Stored records
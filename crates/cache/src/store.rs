//! Live video store.
//!
//! Writes happen in whole batches. After a batch commits, the complete
//! contents of the `videos` table are pushed to every observer, so an
//! observer only ever sees committed, complete states and sees them in the
//! order they were committed.

use crate::Database;
use crate::error::{ErrorKind, Result};
use crate::models::VideoRecord;
use async_stream::stream;
use exn::ResultExt;
use futures::Stream;
use std::path::Path;
use std::sync::Arc;
use tokio::sync::{Mutex, OnceCell, watch};
use tracing::{Instrument, instrument};

/// Every cached record at one point in time, in the order each `url` was
/// first stored.
pub type Snapshot = Arc<[VideoRecord]>;

static INSTANCE: OnceCell<VideoStore> = OnceCell::const_new();

/// Store of cached video records with a push-based read path.
///
/// Cloning is cheap and every clone shares the same pool, write gate and
/// observers.
///
/// # Examples
///
/// ```no_run
/// use devbytes_cache::{VideoRecord, VideoStore};
/// use futures::StreamExt;
///
/// # async fn example() -> devbytes_cache::error::Result<()> {
/// let store = VideoStore::get_instance("/var/cache/devbytes/videos.db").await?;
/// let mut videos = Box::pin(store.observe_all());
/// store.upsert_all(vec![VideoRecord {
///     url: "https://youtu.be/abc".to_string(),
///     title: "Kotlin Coroutines".to_string(),
///     description: "Structured concurrency".to_string(),
///     updated: "2019-05-01T00:00:00.000Z".to_string(),
///     thumbnail: "https://i.ytimg.com/vi/abc/hqdefault.jpg".to_string(),
/// }]).await?;
/// while let Some(snapshot) = videos.next().await {
///     println!("{} cached videos", snapshot.len());
/// }
/// # Ok(())
/// # }
/// ```
#[derive(Debug, Clone)]
pub struct VideoStore {
    db: Database,
    writer: Arc<Mutex<()>>,
    latest: Arc<watch::Sender<Snapshot>>,
}

impl VideoStore {
    /// The process-wide store, opened on first use.
    ///
    /// Only the first successful call opens the database at `path`; every
    /// later call (concurrent or not) returns the same instance and ignores
    /// its argument. If opening fails, the error is returned to that caller
    /// and the next call tries again.
    pub async fn get_instance(path: impl AsRef<Path>) -> Result<&'static VideoStore> {
        let path = path.as_ref();
        INSTANCE
            .get_or_try_init(|| async {
                tracing::debug!(path = %path.display(), "Opening video store");
                Self::open(Database::connect(path).await?).await
            })
            .await
    }

    /// Wrap an already connected database, loading its current contents as
    /// the first snapshot.
    pub async fn open(db: Database) -> Result<Self> {
        let initial = select_all(db.pool()).await?;
        let (latest, _) = watch::channel(initial);
        Ok(Self {
            db,
            writer: Arc::default(),
            latest: Arc::new(latest),
        })
    }

    pub fn database(&self) -> &Database {
        &self.db
    }

    /// Insert or replace every record in one transaction.
    ///
    /// Records whose `url` is already cached overwrite that row in place;
    /// rows not mentioned in `records` are left alone. Either the whole batch
    /// commits and observers receive the new snapshot, or nothing is written
    /// and nothing is emitted.
    ///
    /// The write runs on its own task: dropping the returned future does not
    /// abort a batch halfway, it only stops waiting for the result.
    #[instrument(skip_all, fields(count = records.len()))]
    pub async fn upsert_all(&self, records: Vec<VideoRecord>) -> Result<()> {
        let store = self.clone();
        let write = async move { store.write_batch(records).await };
        tokio::spawn(write.in_current_span()).await.or_raise(|| ErrorKind::Interrupted)?
    }

    async fn write_batch(&self, records: Vec<VideoRecord>) -> Result<()> {
        // Held until observers have the new snapshot, so snapshots are
        // published in commit order.
        let _gate = self.writer.lock().await;
        let mut tx = self.db.pool().begin().await.or_raise(|| ErrorKind::Database)?;
        for record in &records {
            let result = sqlx::query(include_str!("../queries/upsert_video.sql"))
                .bind(&record.url)
                .bind(&record.title)
                .bind(&record.description)
                .bind(&record.updated)
                .bind(&record.thumbnail)
                .execute(&mut *tx)
                .await;
            if let Err(err) = result {
                let kind = ErrorKind::classify(&err);
                tracing::warn!(url = %record.url, error = %err, "Rejected video batch");
                // Dropping the transaction rolls back the rows already written.
                return Err(err).or_raise(|| kind);
            }
        }
        let snapshot = select_all(&mut *tx).await?;
        tx.commit().await.or_raise(|| ErrorKind::Database)?;
        tracing::debug!(written = records.len(), total = snapshot.len(), "Committed video batch");
        self.latest.send_replace(snapshot);
        Ok(())
    }

    /// Live view of the whole table.
    ///
    /// Yields the current snapshot immediately, then a new snapshot after
    /// every committed [`upsert_all`](Self::upsert_all). A slow consumer may
    /// skip intermediate snapshots but never receives an older one after a
    /// newer one. Dropping the stream unsubscribes.
    pub fn observe_all(&self) -> impl Stream<Item = Snapshot> + Send + 'static {
        let mut receiver = self.latest.subscribe();
        stream! {
            loop {
                let snapshot = receiver.borrow_and_update().clone();
                yield snapshot;
                if receiver.changed().await.is_err() {
                    break;
                }
            }
        }
    }

    /// The last committed snapshot, without subscribing.
    pub fn snapshot(&self) -> Snapshot {
        self.latest.borrow().clone()
    }

    /// Read every cached record straight from the database.
    pub async fn list_all(&self) -> Result<Vec<VideoRecord>> {
        Ok(select_all(self.db.pool()).await?.to_vec())
    }
}

async fn select_all<'e, E>(executor: E) -> Result<Snapshot>
where
    E: sqlx::SqliteExecutor<'e>,
{
    let rows: Vec<VideoRecord> = sqlx::query_as(include_str!("../queries/list_videos.sql"))
        .fetch_all(executor)
        .await
        .or_raise(|| ErrorKind::Database)?;
    Ok(rows.into())
}

#[cfg(test)]
mod tests {
    use super::*;
    use futures::{FutureExt, StreamExt};

    fn video(url: &str, title: &str) -> VideoRecord {
        VideoRecord {
            url: url.to_string(),
            title: title.to_string(),
            description: format!("About {title}"),
            updated: "2018-06-07T17:09:43+00:00".to_string(),
            thumbnail: format!("https://i.ytimg.com/vi/{url}/hqdefault.jpg"),
        }
    }

    fn titles(snapshot: &Snapshot) -> Vec<&str> {
        snapshot.iter().map(|r| r.title.as_str()).collect()
    }

    async fn store() -> VideoStore {
        VideoStore::open(Database::connect_in_memory().await.unwrap()).await.unwrap()
    }

    #[tokio::test]
    async fn test_upsert_and_list() {
        let store = store().await;
        store.upsert_all(vec![video("a", "A"), video("b", "B")]).await.unwrap();
        let all = store.list_all().await.unwrap();
        assert_eq!(all, vec![video("a", "A"), video("b", "B")]);
    }

    #[tokio::test]
    async fn test_conflicting_url_is_replaced_in_place() {
        let store = store().await;
        store.upsert_all(vec![video("a", "A"), video("b", "B")]).await.unwrap();
        store.upsert_all(vec![video("a", "A2")]).await.unwrap();
        let all = store.list_all().await.unwrap();
        // Stale "b" is kept and "a" keeps its original position.
        assert_eq!(all, vec![video("a", "A2"), video("b", "B")]);
    }

    #[tokio::test]
    async fn test_duplicate_url_within_batch_keeps_last() {
        let store = store().await;
        store.upsert_all(vec![video("a", "first"), video("a", "second")]).await.unwrap();
        let all = store.list_all().await.unwrap();
        assert_eq!(all, vec![video("a", "second")]);
    }

    #[tokio::test]
    async fn test_empty_batch_is_noop_write() {
        let store = store().await;
        store.upsert_all(vec![video("a", "A")]).await.unwrap();
        store.upsert_all(Vec::new()).await.unwrap();
        assert_eq!(store.list_all().await.unwrap(), vec![video("a", "A")]);
    }

    #[tokio::test]
    async fn test_failed_batch_writes_nothing() {
        let store = store().await;
        store.upsert_all(vec![video("a", "A")]).await.unwrap();
        let mut observer = Box::pin(store.observe_all());
        assert_eq!(titles(&observer.next().await.unwrap()), vec!["A"]);

        let err = store.upsert_all(vec![video("b", "B"), video("", "no identity")]).await.unwrap_err();
        assert_eq!(*err, ErrorKind::Constraint);
        assert_eq!(store.list_all().await.unwrap(), vec![video("a", "A")]);
        // No snapshot is published for the rejected batch.
        assert!(observer.next().now_or_never().is_none());
    }

    #[tokio::test]
    async fn test_observer_receives_current_then_updates() {
        let store = store().await;
        let mut observer = Box::pin(store.observe_all());
        assert!(observer.next().await.unwrap().is_empty());

        store.upsert_all(vec![video("a", "A"), video("b", "B")]).await.unwrap();
        assert_eq!(titles(&observer.next().await.unwrap()), vec!["A", "B"]);

        store.upsert_all(vec![video("a", "A2")]).await.unwrap();
        assert_eq!(titles(&observer.next().await.unwrap()), vec!["A2", "B"]);
    }

    #[tokio::test]
    async fn test_late_observer_starts_from_latest() {
        let store = store().await;
        store.upsert_all(vec![video("a", "A")]).await.unwrap();
        let mut observer = Box::pin(store.clone().observe_all());
        assert_eq!(titles(&observer.next().await.unwrap()), vec!["A"]);
        assert!(observer.next().now_or_never().is_none());
    }

    #[tokio::test]
    async fn test_open_loads_existing_rows() {
        let dir = tempfile::tempdir().unwrap();
        let path = dir.path().join("videos.db");
        let first = VideoStore::open(Database::connect(&path).await.unwrap()).await.unwrap();
        first.upsert_all(vec![video("a", "A")]).await.unwrap();
        first.database().close().await;

        let second = VideoStore::open(Database::connect(&path).await.unwrap()).await.unwrap();
        assert_eq!(titles(&second.snapshot()), vec!["A"]);
        second.database().close().await;
    }

    #[tokio::test(flavor = "multi_thread", worker_threads = 4)]
    async fn test_concurrent_batches_never_interleave() {
        let dir = tempfile::tempdir().unwrap();
        let store = VideoStore::open(Database::connect(dir.path().join("videos.db")).await.unwrap()).await.unwrap();
        let batch = |title: &str| (0..50).map(|i| video(&i.to_string(), title)).collect::<Vec<_>>();
        store.upsert_all(batch("old")).await.unwrap();

        let reader = {
            let store = store.clone();
            tokio::spawn(async move {
                for _ in 0..100 {
                    let all = store.list_all().await.unwrap();
                    assert_eq!(all.len(), 50);
                    assert!(all.iter().all(|r| r.title == all[0].title), "read a half-written batch");
                }
            })
        };
        let writers: Vec<_> = (0..10)
            .map(|i| {
                let store = store.clone();
                let titles = if i % 2 == 0 { batch("new") } else { batch("old") };
                tokio::spawn(async move { store.upsert_all(titles).await })
            })
            .collect();
        for writer in writers {
            writer.await.unwrap().unwrap();
        }
        reader.await.unwrap();

        let snapshot = store.snapshot();
        assert_eq!(snapshot.len(), 50);
        assert!(snapshot.iter().all(|r| r.title == snapshot[0].title));
        // The published snapshot matches what was committed last.
        assert_eq!(snapshot.to_vec(), store.list_all().await.unwrap());
        store.database().close().await;
    }
}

▸ Work item
All lines above from the line with "use crate::models::VideoRecord;" through the line with "pub type Snapshot = Arc<[VideoRecord]>;", both included, are to be set down exactly, with nothing else.

▸ Written answer
use crate::models::VideoRecord;
use async_stream::stream;
use exn::ResultExt;
use futures::Stream;
use std::path::Path;
use std::sync::Arc;
use tokio::sync::{Mutex, OnceCell, watch};
use tracing::{Instrument, instrument};

/// Every cached record at one point in time, in the order each `url` was
/// first stored.
pub type Snapshot = Arc<[VideoRecord]>;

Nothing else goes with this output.